use std::env;
use std::fmt;
use std::net::{IpAddr, SocketAddr};

/// Distinguishes runtime behavior for different stages of the service.
#[derive(Debug, Clone, Copy, PartialEq, Eq)]
pub enum AppEnvironment {
    Development,
    Test,
    Production,
}

impl AppEnvironment {
    fn parse(value: &str) -> Self {
        match value.trim().to_ascii_lowercase().as_str() {
            "prod" | "production" => Self::Production,
            "test" | "ci" => Self::Test,
            _ => Self::Development,
        }
    }
}

/// Runtime configuration, read from the environment with `.env` support.
#[derive(Debug, Clone)]
pub struct AppConfig {
    pub environment: AppEnvironment,
    pub server: ServerConfig,
    pub session: SessionConfig,
    pub telemetry: TelemetryConfig,
}

fn env_or(key: &str, default: &str) -> String {
    env::var(key).unwrap_or_else(|_| default.to_string())
}

impl AppConfig {
    pub fn load() -> Result<Self, ConfigError> {
        dotenvy::dotenv().ok();

        let environment = AppEnvironment::parse(&env_or("APP_ENV", "development"));

        let server = ServerConfig {
            host: env_or("APP_HOST", "127.0.0.1"),
            port: env_or("APP_PORT", "3000")
                .parse::<u16>()
                .map_err(|_| ConfigError::InvalidPort)?,
        };

        let session = SessionConfig {
            ttl_secs: env_or("APP_SESSION_TTL_SECS", "1800")
                .parse::<u32>()
                .map_err(|_| ConfigError::InvalidSessionTtl)?,
        };

        let telemetry = TelemetryConfig {
            log_level: env_or("APP_LOG_LEVEL", "info"),
        };

        Ok(Self {
            environment,
            server,
            session,
            telemetry,
        })
    }
}

/// Settings controlling the HTTP server binding.
#[derive(Debug, Clone)]
pub struct ServerConfig {
    pub host: String,
    pub port: u16,
}

impl ServerConfig {
    /// Resolve the configured binding. `localhost` is accepted as an
    /// alias for the IPv4 loopback address.
    pub fn socket_addr(&self) -> Result<SocketAddr, ConfigError> {
        let ip: IpAddr = if self.host.eq_ignore_ascii_case("localhost") {
            IpAddr::from([127, 0, 0, 1])
        } else {
            self.host
                .parse()
                .map_err(|source| ConfigError::InvalidHost { source })?
        };
        Ok(SocketAddr::new(ip, self.port))
    }
}

/// Bounds how long a stored enquiry stays readable for one session.
#[derive(Debug, Clone)]
pub struct SessionConfig {
    pub ttl_secs: u32,
}

/// Tracing controls.
#[derive(Debug, Clone)]
pub struct TelemetryConfig {
    pub log_level: String,
}

#[derive(Debug)]
pub enum ConfigError {
    InvalidPort,
    InvalidSessionTtl,
    InvalidHost { source: std::net::AddrParseError },
}

impl fmt::Display for ConfigError {
    fn fmt(&self, f: &mut fmt::Formatter<'_>) -> fmt::Result {
        match self {
            ConfigError::InvalidPort => write!(f, "APP_PORT must be a valid u16"),
            ConfigError::InvalidSessionTtl => {
                write!(f, "APP_SESSION_TTL_SECS must be a whole number of seconds")
            }
            ConfigError::InvalidHost { .. } => {
                write!(f, "APP_HOST must parse to an IPv4 or IPv6 address")
            }
        }
    }
}

impl std::error::Error for ConfigError {
    fn source(&self) -> Option<&(dyn std::error::Error + 'static)> {
        match self {
            ConfigError::InvalidPort | ConfigError::InvalidSessionTtl => None,
            ConfigError::InvalidHost { source } => Some(source),
        }
    }
}

#[cfg(test)]
mod tests {
    use super::*;
    use std::env;
    use std::sync::{Mutex, OnceLock};

    fn env_guard() -> &'static Mutex<()> {
        static GUARD: OnceLock<Mutex<()>> = OnceLock::new();
        GUARD.get_or_init(|| Mutex::new(()))
    }

    fn reset_env() {
        env::remove_var("APP_ENV");
        env::remove_var("APP_HOST");
        env::remove_var("APP_PORT");
        env::remove_var("APP_SESSION_TTL_SECS");
        env::remove_var("APP_LOG_LEVEL");
    }

    #[test]
    fn load_uses_defaults_when_env_missing() {
        let _lock = env_guard().lock().expect("env mutex poisoned");
        reset_env();
        let config = AppConfig::load().expect("config loads with defaults");
        assert_eq!(config.environment, AppEnvironment::Development);
        assert_eq!(config.server.host, "127.0.0.1");
        assert_eq!(config.server.port, 3000);
        assert_eq!(config.session.ttl_secs, 1800);
        assert_eq!(config.telemetry.log_level, "info");
    }

    #[test]
    fn environment_tags_map_to_stages() {
        assert_eq!(AppEnvironment::parse("production"), AppEnvironment::Production);
        assert_eq!(AppEnvironment::parse(" PROD "), AppEnvironment::Production);
        assert_eq!(AppEnvironment::parse("ci"), AppEnvironment::Test);
        assert_eq!(AppEnvironment::parse("staging"), AppEnvironment::Development);
    }

    #[test]
    fn accepts_localhost_host() {
        let _lock = env_guard().lock().expect("env mutex poisoned");
        reset_env();
        env::set_var("APP_HOST", "localhost");
        let config = AppConfig::load().expect("config loads");
        let addr = config.server.socket_addr().expect("localhost resolves");
        assert_eq!(addr, SocketAddr::new(IpAddr::from([127, 0, 0, 1]), 3000));
    }

    #[test]
    fn rejects_non_numeric_session_ttl() {
        let _lock = env_guard().lock().expect("env mutex poisoned");
        reset_env();
        env::set_var("APP_SESSION_TTL_SECS", "soon");
        let result = AppConfig::load();
        assert!(matches!(result, Err(ConfigError::InvalidSessionTtl)));
        env::remove_var("APP_SESSION_TTL_SECS");
    }
}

__Exercise brief__
Only the number is wanted: how many lines of these entries contain the string "static"?

__Response box__
3